Bishop Snow insists parishes ‘not under threat’

Diocese of Leicester

A diagram of the three proposed models, used in local conversations, this year

A diagram of the three proposed models, used in local conversations, this year

A NEW diocese-wide framework for ministry, finance, and buildings, under which Leicester’s 234 parishes would be brought into 20 to 25 “minster communities”, will be voted on by the diocesan synod on Saturday.

It comes as the diocese faces what the last chair of the board of finance describes as “a financially unsustainable future”, and prepares to reduce its full-time stipendiary posts by 20 per cent in the next five years.

The Bishop of Leicester, the Rt Revd Martyn Snow, insisted this week that the plan presented “no threat” to parishes.

The framework envisages that parishes in minster communities will “collaborate in mission without losing their individual identity”, according to diocesan documents.
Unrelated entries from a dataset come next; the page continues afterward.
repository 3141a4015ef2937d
// Library exports for testing and modular access

pub mod api;
pub mod config;
pub mod db;
pub mod error;
pub mod jobs;
pub mod models;
pub mod services;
They will work alongside Fresh Expressions and schools, and share finances “realistically and generously”.  The community will often be resourced from a “Minster Church”. While each church will have an appointed minister, this may be ordained or lay. The “oversight leader” of each minster community may also be lay. The diocese has confirmed that, at a minimum, each minster community will have at least one stipendiary cleric in addition to other clergy, and that “sacramental provision is assured.”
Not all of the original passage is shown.